Она еще долго отчитывала сына, а тот смиренно помалкивал, лишь один раз донесся его недовольный шепот:

- Да ладно, довольно, не мешай читать, не буду больше, сказал.

"Эх, напиться бы сейчас, вдрызг напиться!" - подумал Чудинов и сжал голову руками. В голове шумело, а в ушах завели нудный перезвон тоненькие колокольцы. Старая, тяжелая контузия. Ему запрещено волноваться. Но одно дело выслушать наказ врачей, и совсем другое дело - выполнить его. Ведь на все случаи жизни рецептов не напасешься.

Поздней ночью в комнату вошла жена в дешевеньком, но опрятном халате, забрала у него папиросы и строго приказала:



- Отправляйся спать! Надо не только о работе думать, но и о себе. С твоим ли здоровьем сидеть по ночам и глотать табачище. Ступай, ступай, я тебе там компресс на голову приготовила и лекарство хорошее.

"Добрый, славный человек! Не лечить бы тебе меня, а лупить!" - с болью морщился Чудинов, шагая за женой в спальню. Там он послушно выполнил все процедуры и даже сделал вид, что уснул.

Но, как он ни старался, так ему и не удалось в ту ночь забыться.

Глава третья

Тася проснулась поздно, и ее удивила тишина в доме. Она не торопясь встала и, прихватив рубашку на груди, выглянула на кухню. Ребят не было, и Сережки тоже. Тогда она блаженно потянулась, громко зевнула, прикрыв ладонью рот, и, чему-то улыбаясь, начала одеваться. Сквозь густые заросли кустарника в палисаднике и буйно разросшиеся цветы на окнах п комнату с трудом проникали солнечные лучи. Тася заправила постель, умылась и вышла на улицу.

От дождя все кругом блестело и железную крышу на церковке будто наново оливой смазали. Ветви черемухи и молоденькой яблоньки, опившись влагой, вяло свисали за оградой палисадника.
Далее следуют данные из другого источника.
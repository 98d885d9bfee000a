// ============================================================================
// Health Route
// ============================================================================
//
// Endpoints:
// - GET /healthz - Liveness only; the upstream API is not contacted
//
// ============================================================================

/// GET /healthz
pub async fn healthz() -> &'static str {
    "ok"
}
Лес за деревней переливался россыпью искр. Это солнечные лучи зажигали их, но тучи уже надвигались на солнце со всех сторон.

Тася поискала ребятишек в ограде, за воротами. На скамейке у ворот она заметила недоеденные морковки и пошла к яру. В устье Корзиновки вода была почти неподвижной и глубокой. В ней по кругу плавали щепки, мусор. Ребята сидели у этой ямки с удочками. Сережка делал новое черемуховое удилище. Васюха дернул свою удочку, и в воздухе, ощетинившись, мелькнула рыбешка.
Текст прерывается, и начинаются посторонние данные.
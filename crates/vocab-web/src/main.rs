//! vocabularium server binary.
//!
//! Reads `config.toml` (or the path given with `--config`) layered under
//! `VOCAB_*` environment variables, opens the SQLite corpus and serves the
//! JSON API over HTTP.

use std::{
  path::{Path, PathBuf},
  sync::Arc,
};

use anyhow::Context as _;
use clap::Parser;
use tokio::net::TcpListener;
use tracing::level_filters::LevelFilter;
use tracing_subscriber::EnvFilter;
use vocab_collatinus::TextProcessor;
use vocab_store_sqlite::SqliteStore;
use vocab_web::{AppState, ServerConfig};

#[derive(Parser)]
#[command(author, version, about = "vocabularium lemmatising server")]
struct Cli {
  /// Path to the TOML configuration file.
  #[arg(short, long, default_value = "config.toml")]
  config: PathBuf,
}

#[tokio::main]
async fn main() -> anyhow::Result<()> {
  tracing_subscriber::fmt()
    .with_env_filter(
      EnvFilter::builder()
        .with_default_directive(LevelFilter::INFO.into())
        .from_env_lossy(),
    )
    .init();

  let cli = Cli::parse();

  let settings = config::Config::builder()
    .add_source(config::File::from(cli.config).required(false))
    .add_source(config::Environment::with_prefix("VOCAB"))
    .build()
    .context("failed to read config file")?;

  let server_cfg: ServerConfig = settings
    .try_deserialize()
    .context("failed to deserialise ServerConfig")?;

  let analyser = server_cfg
    .analyser()
    .context("invalid analyser configuration")?;
  tracing::info!(
    executable = %analyser.executable().display(),
    language = %analyser.language(),
    "using analyser"
  );

  let store_path = expand_tilde(&server_cfg.store_path);
  let store = SqliteStore::open(&store_path)
    .await
    .with_context(|| format!("failed to open store at {store_path:?}"))?;

  let state = AppState {
    store:     Arc::new(store),
    processor: Arc::new(TextProcessor::new(analyser)),
    config:    Arc::new(server_cfg.clone()),
  };

  let app = vocab_web::router(state);
  let address = format!("{}:{}", server_cfg.host, server_cfg.port);

  tracing::info!("Listening on http://{address}");
  let listener = TcpListener::bind(&address)
    .await
    .with_context(|| format!("failed to bind {address}"))?;

  axum::serve(listener, app).await.context("server error")?;

  Ok(())
}

/// Expand a leading `~` to the user's home directory.
fn expand_tilde(path: &Path) -> PathBuf {
  let s = path.to_string_lossy();
  if let Some(rest) = s.strip_prefix("~/")
    && let Ok(home) = std::env::var("HOME")
  {
    return PathBuf::from(home).join(rest);
  }
  path.to_path_buf()
}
Сережка с завистью смотрел на Васюху. Он еще не умел так ловко подсекать рыбу.

- Ребята, посматривайте за избой! - крикнула Тася. - Я ухожу, там не закрыто.
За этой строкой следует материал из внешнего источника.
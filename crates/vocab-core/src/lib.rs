//! Core types and trait definitions for the vocabularium corpus.
//!
//! This crate is deliberately free of HTTP, subprocess and database
//! dependencies. The text pipeline produces the `New*` types defined here and
//! storage backends implement [`store::CorpusStore`] over them.

#![allow(async_fn_in_trait)]

pub mod author;
pub mod error;
pub mod identity;
pub mod occurrence;
pub mod store;
pub mod word;
pub mod wordlist;
pub mod work;

pub use error::{Error, Result};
- Идите, идите, - махнула рукой Галька, - мы никуда не убежим.

Сережка даже не оглянулся. Тася взяла комок земли, бросила в воду на Сережкин поплавок. Мальчик схватился за удилище, потом оглянулся, но наверху уже никого не было.

Председатель колхоза Птахин поздоровался с ней и, для формальности задав несколько вопросов, гнусавым голосом сказал:

- Разъяснять вам много нечего, вы - агроном, человек ученый, сами должны понимать что к чему. Идите в бригады, знакомьтесь, а потом, глядишь, и нас уму-разуму научите. Ведь нынче вашему брату почет и доверие.

Уловив ехидство в его голосе, Тася прямо посмотрела ему в глаза и хотела спросить: "Вы, кажется, недовольны, что я назначена на место вашей жены?", - но раздумала и сказала другое:

- Вы, я нижу, недовольны, что вам дали нового агронома, да еще женщину? Но в этом нет моей вины.

Птахин не торопясь подписал бумаги, которые молча листал перед ним бухгалтер, и, завертывая ручку, начал говорить негромко, как бы жалея слова, о том, что свято место не бывает пусто. И если бы не ее, так кого-то другого прислали бы. Потом Птахин разговорился, вялость из его голоса постепенно исчезла. Он рассказал Тасе о том, как сам начинал здесь работать, какие времена тогда трудные были. Он все время подчеркивал в разговоре, что ему было легче начинать. Он - мужчина, да и народ колхозный тогда еще не относился наплевательски к труду, верил в свое хозяйство.